Faced with ICC investigation, Duterte defends Philippine war on drugs before United Nations General Assembly – benarnews


Philippine President Rodrigo Duterte defended his controversial war on drugs at the United Nations General Assembly, a week after the Hague-based International Criminal Court approved an investigation into the murderous campaign.

The Southeast Asian ruler also appeared to target China, not to name the superpower, when he said no nation, however influential, could ignore Manila’s 2016 victory over Beijing in a international arbitration in the disputed South China Sea.

In what appeared to be a concession to the demands of the International Criminal Court (ICC), Duterte said in a pre-recorded video speech that he ordered a government investigation into the questionable deaths in his drug campaign, but also said his administration had the right to uphold the rule of law.

“We will treat all criminals, including terrorists, with the full force of our laws,” Duterte said in his presidency’s last speech to the United Nations General Assembly on Wednesday morning (Manila time).

“I have asked the Department of Justice and the Philippine National Police to review the conduct of our campaign against illegal drugs. Those who acted beyond limits during operations will be held accountable to our laws. “

Duterte’s lawyer said last week that the president would not cooperate with the ICC on the investigation because a “foreign institution” lacked jurisdiction to conduct such an investigation.

The Philippines has not been a member of the ICC since 2019, when Duterte withdrew the country from the treaty, but the ICC’s investigation includes the time she was a member.

Rights groups as well as the UN have criticized Duterte’s war on drugs for its use of lethal force in official law enforcement operations and alleged extrajudicial killings, often carried out by masked assassins.

The majority of the victims of his war on drugs were poor people living in slums or working-class neighborhoods. Some of them were minors, including young children hit by stray bullets.

The ICC judges had said that the Philippine authorities “had not taken significant steps to investigate or prosecute the killings”, noting that only one case had resulted in convictions.

On Wednesday, a human rights researcher said that out of thousands of questionable killings, only one case had been fully investigated, leading to the jail of three police officers.

“A large majority of these cases have not been investigated, the police unwilling and unable to continue their investigations, while the families of the victims are afraid or too poor to file a complaint”, Carlos Conde, the Filipino researcher for the New York-based agency Human Rights Watch, said in a statement.
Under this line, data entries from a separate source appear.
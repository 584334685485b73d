//! Shared fixtures for scenario tests that span a mutex/buffer/async
//! boundary: a tempdir-backed schema registry and an in-memory fake
//! catalog/sink, so `tests/scenario_*.rs` files never need a live
//! ClickHouse server (SPEC_FULL §8).

use std::sync::{Arc, Mutex};

use logship_ingest::Sink;
use logship_model::LogRecord;
use logship_registry::{DatabaseCatalog, SchemaRegistry};

/// An in-memory stand-in for the columnar store: records every batch handed
/// to it and tracks which "databases" have been created, without touching
/// the network.
#[derive(Default)]
pub struct FakeStore {
    databases: Mutex<Vec<String>>,
    batches: Mutex<Vec<Vec<LogRecord>>>,
}

impl FakeStore {
    pub fn new() -> Arc<Self> {
        Arc::new(Self::default())
    }

    pub fn committed_records(&self) -> Vec<LogRecord> {
        self.batches
            .lock()
            .unwrap()
            .iter()
            .flat_map(|batch| batch.iter().cloned())
            .collect()
    }

    pub fn batch_count(&self) -> usize {
        self.batches.lock().unwrap().len()
    }
}

#[async_trait::async_trait]
impl DatabaseCatalog for FakeStore {
    async fn ensure_database(&self, name: &str) -> anyhow::Result<()> {
        let mut dbs = self.databases.lock().unwrap();
        if !dbs.iter().any(|d| d == name) {
            dbs.push(name.to_string());
        }
        Ok(())
    }

    async fn list_databases(&self) -> anyhow::Result<Vec<String>> {
        Ok(self.databases.lock().unwrap().clone())
    }
}

#[async_trait::async_trait]
impl Sink<LogRecord> for FakeStore {
    async fn insert_batch(&self, items: Vec<LogRecord>) -> anyhow::Result<()> {
        self.batches.lock().unwrap().push(items);
        Ok(())
    }
}

#[async_trait::async_trait]
impl Sink<LogRecord> for Arc<FakeStore> {
    async fn insert_batch(&self, items: Vec<LogRecord>) -> anyhow::Result<()> {
        FakeStore::insert_batch(self, items).await
    }
}

/// Opens a `SchemaRegistry` backed by a fresh temp-dir `sled` database and a
/// `FakeStore` catalog. The `TempDir` must be kept alive by the caller for
/// the registry's lifetime.
pub fn test_registry() -> (tempfile::TempDir, Arc<SchemaRegistry>, Arc<FakeStore>) {
    let dir = tempfile::tempdir().expect("tempdir");
    let db = sled::open(dir.path()).expect("open sled db");
    let store = FakeStore::new();
    let registry = Arc::new(
        SchemaRegistry::open(&db, store.clone() as Arc<dyn DatabaseCatalog>).expect("open registry"),
    );
    (dir, registry, store)
}
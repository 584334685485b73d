//! Transport receivers: gRPC, HTTP, TCP, UDP decoders sharing one
//! schema-resolve -> validate -> enqueue/insert path (spec §4.4).

pub mod ack;
pub mod grpc;
pub mod http;
pub mod ports;
pub mod tcp;
pub mod udp;

pub mod proto {
    tonic::include_proto!("logship");
}

use std::sync::Arc;
use std::time::Duration;

use logship_ingest::Batcher;
use logship_model::{LogRecord, ModuleAllowList};
use logship_registry::SchemaRegistry;
use logship_store::ColumnarWriter;

/// Everything a receiver needs, constructed once in the daemon binary and
/// shared by `Arc` (spec §9, "globals -> injected state"). Each receiver's
/// shutdown `broadcast::Receiver` is handed to it directly by `main.rs` at
/// spawn time, not held here.
pub struct Services {
    pub registry: Arc<SchemaRegistry>,
    pub store: Arc<ColumnarWriter>,
    pub tcp_batcher: Batcher<LogRecord, Arc<ColumnarWriter>>,
    pub udp_batcher: Batcher<LogRecord, Arc<ColumnarWriter>>,
    pub module_allow_list: ModuleAllowList,
    pub read_timeout: Duration,
    pub buffer_capacity: usize,
    pub ack_port: u16,
}
use std::{
    fs, io,
    path::{Path, PathBuf},
};

/// Create a directory (and all parents) if it doesn't exist, and return the path.
pub fn ensure_dir<P: AsRef<Path>>(path: P) -> io::Result<PathBuf> {
    let p = path.as_ref();
    fs::create_dir_all(p)?;
    Ok(p.to_path_buf())
}

/// Ensure the parent directory of a *file path* exists (no-op if none).
pub fn ensure_parent_dir<P: AsRef<Path>>(file_path: P) -> io::Result<()> {
    if let Some(parent) = file_path.as_ref().parent() {
        fs::create_dir_all(parent)?;
    }
    Ok(())
}

/// Resolve `path` against `base` unless it is already absolute.
pub fn resolve_against(base: &Path, path: &Path) -> PathBuf {
    if path.is_absolute() {
        path.to_path_buf()
    } else {
        base.join(path)
    }
}

/// Turn a free-form label ("Excel Submission", "Criteria 1/2") into a safe file stem.
pub fn sanitize_file_stem(label: &str) -> String {
    let cleaned: String = label
        .trim()
        .chars()
        .map(|c| match c {
            '/' | '\\' | ':' | '*' | '?' | '"' | '<' | '>' | '|' => '_',
            c => c,
        })
        .collect();
    if cleaned.is_empty() {
        "unnamed".to_string()
    } else {
        cleaned
    }
}

#[cfg(test)]
mod tests {
    use super::*;

    #[test]
    fn relative_paths_join_base() {
        let base = Path::new("/course/bmi");
        assert_eq!(
            resolve_against(base, Path::new("answer_key")),
            PathBuf::from("/course/bmi/answer_key")
        );
        assert_eq!(
            resolve_against(base, Path::new("/srv/key")),
            PathBuf::from("/srv/key")
        );
    }

    #[test]
    fn sanitize_replaces_separators() {
        assert_eq!(sanitize_file_stem("Criteria 1/2"), "Criteria 1_2");
        assert_eq!(sanitize_file_stem("  "), "unnamed");
        assert_eq!(sanitize_file_stem("Python Submission"), "Python Submission");
    }

    #[test]
    fn ensure_dir_creates_nested() {
        let tmp = tempfile::TempDir::new().unwrap();
        let nested = tmp.path().join("a/b/c");
        let created = ensure_dir(&nested).unwrap();
        assert!(created.is_dir());

        let file = tmp.path().join("x/y/report.json");
        ensure_parent_dir(&file).unwrap();
        assert!(file.parent().unwrap().is_dir());
    }
}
“The importance of the arbitration award”

While Duterte in his speech aimed at the UN – saying it was outdated and in need of reform – he also said he believed the 1982 United Nations Convention on the Law of the Sea (UNCLOS) was showing the way to a solution on the disputed South China Sea issue.

In 2016, the International Court of Arbitration in The Hague dismissed China’s comprehensive claims over the South China Sea region as invalid under UNCLOS because it ruled in favor of the Philippines in a case brought. by Manila against Beijing.

UNCLOS and the arbitration award “open a clear path to a fair, equitable and win-win solution for all,” Duterte told the General Assembly.

“The price must be seen for what it is – a general benefit for all who subscribe to the majesty of the law,” he said.

“No willful contempt on the part of a country, however great and powerful it may be, can diminish the importance of the arbitral award. “

Manila and Beijing have had several verbal feuds – including this year – over China’s alleged transgressions in the Philippine waters of the South China Sea.

In March, security officials in Manila reported that around 220 ships, some of which they said were piloted by Chinese maritime militias, had anchored in the Philippines’ exclusive economic zone.

Since taking office five years ago and within a year of his tenure expiring, Duterte has faced criticism at home for not doing enough to push through the 2016 decision.

In his first address to the General Assembly last September, he vigorously defended the Hague tribunal‘s decision, but said months later that the Philippines could do nothing if China chose to ignore the arbitration award.

But earlier this week, the top Philippine diplomat said Manila supports a new defense pact between the United States, the United Kingdom and Australia because it addresses a military “imbalance” in South Asia. -East.

Philippine Foreign Minister Teodoro Locsin Jr. did not name any country responsible for the so-called imbalance, but he was probably referring to China.

“There is an imbalance in the forces available to ASEAN member states, with the main balancer being over half of the world,” Locsin said of the Association of South Asian Nations. -East.

Duterte told the General Assembly that the Philippines was “one with ASEAN and other stakeholders to ensure that the South China Sea remains a sea of ​​peace, security and prosperity.”